(ACTION ITEM):
Output all of the records again, exactly as written.

------------------------

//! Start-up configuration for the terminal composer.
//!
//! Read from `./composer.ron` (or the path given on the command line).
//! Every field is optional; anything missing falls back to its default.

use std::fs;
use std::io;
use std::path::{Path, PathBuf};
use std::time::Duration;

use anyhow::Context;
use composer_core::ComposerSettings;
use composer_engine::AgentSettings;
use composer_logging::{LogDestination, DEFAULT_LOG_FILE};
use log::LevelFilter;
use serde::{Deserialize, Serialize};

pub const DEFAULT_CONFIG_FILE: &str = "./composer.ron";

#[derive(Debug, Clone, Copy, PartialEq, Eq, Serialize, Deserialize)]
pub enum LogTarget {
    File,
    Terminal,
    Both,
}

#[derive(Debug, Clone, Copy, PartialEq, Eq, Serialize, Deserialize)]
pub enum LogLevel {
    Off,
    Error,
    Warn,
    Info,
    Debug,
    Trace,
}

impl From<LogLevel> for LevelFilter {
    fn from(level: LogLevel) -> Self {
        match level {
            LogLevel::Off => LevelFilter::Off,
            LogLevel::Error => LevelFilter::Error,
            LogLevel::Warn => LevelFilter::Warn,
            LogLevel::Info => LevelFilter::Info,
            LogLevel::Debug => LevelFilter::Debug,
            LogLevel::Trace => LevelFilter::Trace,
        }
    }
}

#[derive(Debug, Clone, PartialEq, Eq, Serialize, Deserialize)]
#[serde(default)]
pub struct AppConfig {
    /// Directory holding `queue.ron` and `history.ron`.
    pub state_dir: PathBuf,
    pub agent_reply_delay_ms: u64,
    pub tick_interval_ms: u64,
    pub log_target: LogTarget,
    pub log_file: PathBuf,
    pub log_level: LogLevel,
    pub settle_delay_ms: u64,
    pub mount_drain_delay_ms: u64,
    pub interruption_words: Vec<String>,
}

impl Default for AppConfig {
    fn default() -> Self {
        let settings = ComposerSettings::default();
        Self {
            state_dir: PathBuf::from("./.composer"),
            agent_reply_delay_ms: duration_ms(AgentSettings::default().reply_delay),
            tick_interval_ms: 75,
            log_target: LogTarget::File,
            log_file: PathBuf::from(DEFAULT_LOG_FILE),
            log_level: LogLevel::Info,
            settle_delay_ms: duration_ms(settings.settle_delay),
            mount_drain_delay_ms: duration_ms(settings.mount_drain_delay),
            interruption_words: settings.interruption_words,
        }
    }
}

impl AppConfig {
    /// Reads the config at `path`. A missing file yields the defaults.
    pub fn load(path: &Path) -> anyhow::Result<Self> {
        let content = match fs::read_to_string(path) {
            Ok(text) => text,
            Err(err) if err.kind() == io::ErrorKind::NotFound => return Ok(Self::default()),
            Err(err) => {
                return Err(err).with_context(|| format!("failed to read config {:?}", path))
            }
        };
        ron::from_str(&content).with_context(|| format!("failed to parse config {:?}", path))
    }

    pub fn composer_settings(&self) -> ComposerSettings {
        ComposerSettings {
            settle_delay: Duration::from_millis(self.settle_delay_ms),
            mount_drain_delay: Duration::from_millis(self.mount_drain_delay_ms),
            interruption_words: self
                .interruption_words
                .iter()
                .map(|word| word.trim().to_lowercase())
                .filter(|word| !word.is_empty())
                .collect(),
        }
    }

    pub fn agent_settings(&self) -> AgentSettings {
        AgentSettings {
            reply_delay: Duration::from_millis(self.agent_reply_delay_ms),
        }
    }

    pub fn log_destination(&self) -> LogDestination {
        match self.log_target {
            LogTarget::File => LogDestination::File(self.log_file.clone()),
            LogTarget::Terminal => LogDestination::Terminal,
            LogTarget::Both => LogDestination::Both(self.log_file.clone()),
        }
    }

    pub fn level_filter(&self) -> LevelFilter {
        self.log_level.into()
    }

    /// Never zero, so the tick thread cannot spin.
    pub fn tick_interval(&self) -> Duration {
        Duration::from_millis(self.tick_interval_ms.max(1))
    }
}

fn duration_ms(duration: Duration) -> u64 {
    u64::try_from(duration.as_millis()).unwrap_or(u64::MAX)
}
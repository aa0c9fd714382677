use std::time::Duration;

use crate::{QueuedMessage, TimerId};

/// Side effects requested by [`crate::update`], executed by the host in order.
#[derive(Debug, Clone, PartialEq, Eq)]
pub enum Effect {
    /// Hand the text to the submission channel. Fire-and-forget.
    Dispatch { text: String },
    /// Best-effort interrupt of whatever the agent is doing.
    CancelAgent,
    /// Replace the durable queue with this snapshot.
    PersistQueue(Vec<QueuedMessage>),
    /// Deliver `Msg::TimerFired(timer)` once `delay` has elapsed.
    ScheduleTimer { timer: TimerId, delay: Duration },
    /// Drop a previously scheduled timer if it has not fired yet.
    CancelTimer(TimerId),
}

------------------------

(ANSWER SECTION):
//! Start-up configuration for the terminal composer.
//!
//! Read from `./composer.ron` (or the path given on the command line).
//! Every field is optional; anything missing falls back to its default.

use std::fs;
use std::io;
use std::path::{Path, PathBuf};
use std::time::Duration;

use anyhow::Context;
use composer_core::ComposerSettings;
use composer_engine::AgentSettings;
use composer_logging::{LogDestination, DEFAULT_LOG_FILE};
use log::LevelFilter;
use serde::{Deserialize, Serialize};

pub const DEFAULT_CONFIG_FILE: &str = "./composer.ron";

#[derive(Debug, Clone, Copy, PartialEq, Eq, Serialize, Deserialize)]
pub enum LogTarget {
    File,
    Terminal,
    Both,
}

#[derive(Debug, Clone, Copy, PartialEq, Eq, Serialize, Deserialize)]
pub enum LogLevel {
    Off,
    Error,
    Warn,
    Info,
    Debug,
    Trace,
}

impl From<LogLevel> for LevelFilter {
    fn from(level: LogLevel) -> Self {
        match level {
            LogLevel::Off => LevelFilter::Off,
            LogLevel::Error => LevelFilter::Error,
            LogLevel::Warn => LevelFilter::Warn,
            LogLevel::Info => LevelFilter::Info,
            LogLevel::Debug => LevelFilter::Debug,
            LogLevel::Trace => LevelFilter::Trace,
        }
    }
}

#[derive(Debug, Clone, PartialEq, Eq, Serialize, Deserialize)]
#[serde(default)]
pub struct AppConfig {
    /// Directory holding `queue.ron` and `history.ron`.
    pub state_dir: PathBuf,
    pub agent_reply_delay_ms: u64,
    pub tick_interval_ms: u64,
    pub log_target: LogTarget,
    pub log_file: PathBuf,
    pub log_level: LogLevel,
    pub settle_delay_ms: u64,
    pub mount_drain_delay_ms: u64,
    pub interruption_words: Vec<String>,
}

impl Default for AppConfig {
    fn default() -> Self {
        let settings = ComposerSettings::default();
        Self {
            state_dir: PathBuf::from("./.composer"),
            agent_reply_delay_ms: duration_ms(AgentSettings::default().reply_delay),
            tick_interval_ms: 75,
            log_target: LogTarget::File,
            log_file: PathBuf::from(DEFAULT_LOG_FILE),
            log_level: LogLevel::Info,
            settle_delay_ms: duration_ms(settings.settle_delay),
            mount_drain_delay_ms: duration_ms(settings.mount_drain_delay),
            interruption_words: settings.interruption_words,
        }
    }
}

impl AppConfig {
    /// Reads the config at `path`. A missing file yields the defaults.
    pub fn load(path: &Path) -> anyhow::Result<Self> {
        let content = match fs::read_to_string(path) {
            Ok(text) => text,
            Err(err) if err.kind() == io::ErrorKind::NotFound => return Ok(Self::default()),
            Err(err) => {
                return Err(err).with_context(|| format!("failed to read config {:?}", path))
            }
        };
        ron::from_str(&content).with_context(|| format!("failed to parse config {:?}", path))
    }

    pub fn composer_settings(&self) -> ComposerSettings {
        ComposerSettings {
            settle_delay: Duration::from_millis(self.settle_delay_ms),
            mount_drain_delay: Duration::from_millis(self.mount_drain_delay_ms),
            interruption_words: self
                .interruption_words
                .iter()
                .map(|word| word.trim().to_lowercase())
                .filter(|word| !word.is_empty())
                .collect(),
        }
    }

    pub fn agent_settings(&self) -> AgentSettings {
        AgentSettings {
            reply_delay: Duration::from_millis(self.agent_reply_delay_ms),
        }
    }

    pub fn log_destination(&self) -> LogDestination {
        match self.log_target {
            LogTarget::File => LogDestination::File(self.log_file.clone()),
            LogTarget::Terminal => LogDestination::Terminal,
            LogTarget::Both => LogDestination::Both(self.log_file.clone()),
        }
    }

    pub fn level_filter(&self) -> LevelFilter {
        self.log_level.into()
    }

    /// Never zero, so the tick thread cannot spin.
    pub fn tick_interval(&self) -> Duration {
        Duration::from_millis(self.tick_interval_ms.max(1))
    }
}

fn duration_ms(duration: Duration) -> u64 {
    u64::try_from(duration.as_millis()).unwrap_or(u64::MAX)
}
repository aa0c9fd714382677
use std::time::Duration;

use crate::{QueuedMessage, TimerId};

/// Side effects requested by [`crate::update`], executed by the host in order.
#[derive(Debug, Clone, PartialEq, Eq)]
pub enum Effect {
    /// Hand the text to the submission channel. Fire-and-forget.
    Dispatch { text: String },
    /// Best-effort interrupt of whatever the agent is doing.
    CancelAgent,
    /// Replace the durable queue with this snapshot.
    PersistQueue(Vec<QueuedMessage>),
    /// Deliver `Msg::TimerFired(timer)` once `delay` has elapsed.
    ScheduleTimer { timer: TimerId, delay: Duration },
    /// Drop a previously scheduled timer if it has not fired yet.
    CancelTimer(TimerId),
}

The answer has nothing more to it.